Could a debt management plan help me?

4 November2010

One option for tackling unmanageable unsecured debt is a debt management plan - a new repayment arrangement with your lenders to make your debt repayments easier to handle.

What does debt management involve?

A typical debt management plan involves making smaller monthly repayments towards your unsecured debts until your circumstances improve (or until you`ve repaid the debts - whichever comes first).

You`ll have to pay as much as you can afford each month - basically whatever`s left of your monthly income after your other essential costs have been paid for.

This must be agreed with your lenders in advance: they don`t have to agree to anything, but it`s quite likely if there really is no other way of repaying those debts in full and debt management looks like the best way forward.

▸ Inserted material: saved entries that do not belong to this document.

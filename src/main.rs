// Copyright 2025 Chris Custine
//
// Licensed under the Apache License, Version 2.0 (the "License");
// you may not use this file except in compliance with the License.
// You may obtain a copy of the License at
//
//     http://www.apache.org/licenses/LICENSE-2.0
//
// Unless required by applicable law or agreed to in writing, software
// distributed under the License is distributed on an "AS IS" BASIS,
// WITHOUT WARRANTIES OR CONDITIONS OF ANY KIND, either express or implied.
// See the License for the specific language governing permissions and
// limitations under the License.

mod app;
mod config;
mod map;
mod worker;

use chrono::{Local, NaiveDate};
use clap::Parser;
use eframe::egui;
use geohash_client::HttpBackend;
use log::{error, info, warn};

use app::{GeohashApp, LaunchOptions};
use config::{AppConfig, API_URL_ENV};

/// Daily geohash map viewer
#[derive(Parser, Debug)]
#[command(version, about)]
struct Args {
    /// Graticule latitude (whole degrees)
    #[arg(long, allow_hyphen_values = true)]
    lat: Option<String>,

    /// Graticule longitude (whole degrees)
    #[arg(long, allow_hyphen_values = true)]
    lng: Option<String>,

    /// Geohash API base URL (overrides config and GEOHASH_API_URL)
    #[arg(long)]
    api_url: Option<String>,

    /// Puzzle date as YYYY-MM-DD (defaults to today)
    #[arg(long)]
    date: Option<NaiveDate>,

    /// Print the configuration file path and exit
    #[arg(long)]
    print_config_path: bool,
}

fn main() -> Result<(), eframe::Error> {
    env_logger::Builder::from_env(env_logger::Env::default().default_filter_or("info")).init();

    let args = Args::parse();

    if args.print_config_path {
        match AppConfig::get_config_path() {
            Ok(path) => println!("{}", path.display()),
            Err(e) => error!("Cannot determine config path: {}", e),
        }
        return Ok(());
    }

    let config = AppConfig::load().unwrap_or_else(|e| {
        warn!("Failed to load config, using defaults: {}", e);
        AppConfig::default()
    });

    let env_url = std::env::var(API_URL_ENV).ok();
    let api_url = config.api_url(args.api_url.as_deref(), env_url.as_deref());
    let backend = match HttpBackend::new(api_url) {
        Ok(backend) => backend,
        Err(e) => {
            error!("Cannot create HTTP client: {}", e);
            std::process::exit(1);
        }
    };
    info!("Using geohash API at {}", backend.base_url());

    let launch = LaunchOptions {
        lat: args.lat,
        lng: args.lng,
        date: args.date.unwrap_or_else(|| Local::now().date_naive()),
    };

    let options = eframe::NativeOptions {
        viewport: egui::ViewportBuilder::default()
            .with_inner_size([1280.0, 800.0])
            .with_title("Geohash Viewer"),
        ..Default::default()
    };

    eframe::run_native(
        "Geohash Viewer",
        options,
        Box::new(move |cc| Ok(Box::new(GeohashApp::new(cc, config, backend, launch)?))),
    )
}
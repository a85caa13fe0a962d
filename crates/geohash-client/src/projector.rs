// Copyright 2025 Chris Custine
//
// Licensed under the Apache License, Version 2.0 (the "License");
// you may not use this file except in compliance with the License.
// You may obtain a copy of the License at
//
//     http://www.apache.org/licenses/LICENSE-2.0
//
// Unless required by applicable law or agreed to in writing, software
// distributed under the License is distributed on an "AS IS" BASIS,
// WITHOUT WARRANTIES OR CONDITIONS OF ANY KIND, either express or implied.
// See the License for the specific language governing permissions and
// limitations under the License.

//! Projection of a puzzle offset onto a graticule and its neighbours.
//!
//! The fractional offset is the same in every cell, so the candidate points
//! for the resolved cell and all eight neighbours are shown together. This
//! avoids ambiguity near cell edges at low zoom.

use crate::graticule::{GraticuleCell, LatLng};
use crate::puzzle::PuzzleResult;

/// Neighbour offsets in projection order (row-major, latitude outer).
pub const NEIGHBOUR_OFFSETS: [i32; 3] = [-1, 0, 1];

/// A single candidate point.
#[derive(Debug, Clone, Copy, PartialEq)]
pub struct Candidate {
    pub position: LatLng,
    /// Whole-degree offset `(d_lat, d_lng)` from the resolved cell.
    pub offset: (i32, i32),
    /// True only for the candidate inside the resolved cell.
    pub canonical: bool,
}

/// The nine candidates for a cell, in row-major order.
#[derive(Debug, Clone, PartialEq)]
pub struct CandidateSet {
    candidates: Vec<Candidate>,
}

impl CandidateSet {
    /// The candidate inside the resolved cell.
    #[must_use]
    pub fn canonical(&self) -> &Candidate {
        // project() always emits the (0, 0) member at index 4
        &self.candidates[4]
    }

    #[must_use]
    pub fn iter(&self) -> std::slice::Iter<'_, Candidate> {
        self.candidates.iter()
    }

    #[must_use]
    pub fn len(&self) -> usize {
        self.candidates.len()
    }

    #[must_use]
    pub fn is_empty(&self) -> bool {
        self.candidates.is_empty()
    }
}

impl<'a> IntoIterator for &'a CandidateSet {
    type Item = &'a Candidate;
    type IntoIter = std::slice::Iter<'a, Candidate>;

    fn into_iter(self) -> Self::IntoIter {
        self.candidates.iter()
    }
}

/// Project a puzzle result onto `cell` and its eight neighbours.
#[must_use]
pub fn project(cell: GraticuleCell, result: &PuzzleResult) -> CandidateSet {
    let mut candidates = Vec::with_capacity(9);

    for d_lat in NEIGHBOUR_OFFSETS {
        for d_lng in NEIGHBOUR_OFFSETS {
            let neighbour = cell.offset(d_lat, d_lng);
            candidates.push(Candidate {
                position: LatLng::new(
                    f64::from(neighbour.lat) + result.fractional_lat,
                    f64::from(neighbour.lng) + result.fractional_lng,
                ),
                offset: (d_lat, d_lng),
                canonical: d_lat == 0 && d_lng == 0,
            });
        }
    }

    CandidateSet { candidates }
}

#[cfg(test)]
mod tests {
    use super::*;
    use chrono::NaiveDate;

    const EPSILON: f64 = 1e-9;

    fn result(fractional_lat: f64, fractional_lng: f64) -> PuzzleResult {
        PuzzleResult {
            fractional_lat,
            fractional_lng,
            auxiliary_value: "12345.67".to_string(),
            date: NaiveDate::from_ymd_opt(2025, 6, 1).unwrap(),
        }
    }

    fn close(a: LatLng, lat: f64, lng: f64) -> bool {
        (a.lat - lat).abs() < EPSILON && (a.lng - lng).abs() < EPSILON
    }

    #[test]
    fn test_project_scenario() {
        let set = project(GraticuleCell::new(50, 20), &result(0.5, 0.3));

        assert_eq!(set.len(), 9);
        assert!(close(set.canonical().position, 50.5, 20.3));
        assert!(set.iter().any(|c| close(c.position, 49.5, 19.3)));
        assert!(set.iter().any(|c| close(c.position, 51.5, 21.3)));
    }

    #[test]
    fn test_project_order_is_row_major() {
        let set = project(GraticuleCell::new(0, 0), &result(0.1, 0.2));
        let offsets: Vec<_> = set.iter().map(|c| c.offset).collect();
        assert_eq!(
            offsets,
            vec![
                (-1, -1),
                (-1, 0),
                (-1, 1),
                (0, -1),
                (0, 0),
                (0, 1),
                (1, -1),
                (1, 0),
                (1, 1)
            ]
        );
        assert_eq!(set.iter().filter(|c| c.canonical).count(), 1);
        assert!(set.canonical().canonical);
    }

    #[test]
    fn test_project_integer_offsets_from_canonical() {
        for (lat, lng) in [(49, 11), (-34, -71), (89, 179), (-90, -180), (0, 0)] {
            let set = project(GraticuleCell::new(lat, lng), &result(0.731, 0.052));
            let canonical = set.canonical().position;

            let mut seen = Vec::new();
            for candidate in &set {
                let d_lat = candidate.position.lat - canonical.lat;
                let d_lng = candidate.position.lng - canonical.lng;
                assert!((d_lat - d_lat.round()).abs() < EPSILON);
                assert!((d_lng - d_lng.round()).abs() < EPSILON);
                assert!((-1.0..=1.0).contains(&d_lat.round()));
                assert!((-1.0..=1.0).contains(&d_lng.round()));
                assert_eq!(
                    (d_lat.round(), d_lng.round()),
                    (f64::from(candidate.offset.0), f64::from(candidate.offset.1))
                );
                seen.push(candidate.offset);
            }
            seen.sort_unstable();
            seen.dedup();
            assert_eq!(seen.len(), 9);
        }
    }

    #[test]
    fn test_project_preserves_fraction() {
        for (frac_lat, frac_lng) in [(0.0, 0.0), (0.5, 0.3), (0.999_999, 0.123_456), (0.25, 0.75)] {
            let set = project(GraticuleCell::new(12, -7), &result(frac_lat, frac_lng));
            for candidate in &set {
                let lat_frac = candidate.position.lat - candidate.position.lat.floor();
                let lng_frac = candidate.position.lng - candidate.position.lng.floor();
                assert!((lat_frac - frac_lat).abs() < 1e-6);
                assert!((lng_frac - frac_lng).abs() < 1e-6);
            }
        }
    }
}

During a debt management plan, lenders will often agree to freeze or reduce interest and other charges on the debts, preventing them from growing and enabling you to repay more of what you owe in a shorter space of time. Again, they don`t have to do this, but it`s common.

Will it help me?

It all depends on your circumstances. Debt management plans are designed to help people who can`t afford their existing unsecured debt repayments, by reducing them to a manageable level. However, you must still be able to repay everything you owe within a reasonable period of time, so you will still need to be making a realistic contribution each month for a debt management plan to be viable.

If you don`t think that would apply to you, you`ll need to look at your other options - for example, an IVA (Individual Voluntary Arrangement) could help people who can`t afford to repay their unsecured debts in full, while bankruptcy could help people who can`t commit to regular payments. Bear in mind that there are significant downsides to either approach.

Are there any downsides to debt management?

Yes. Failing to make the repayments you originally agreed will be recorded on your credit record for six years, making borrowing more money more difficult in this time. Secondly, unless your lenders do agree to freeze interest, the longer repayment period could cost you more overall.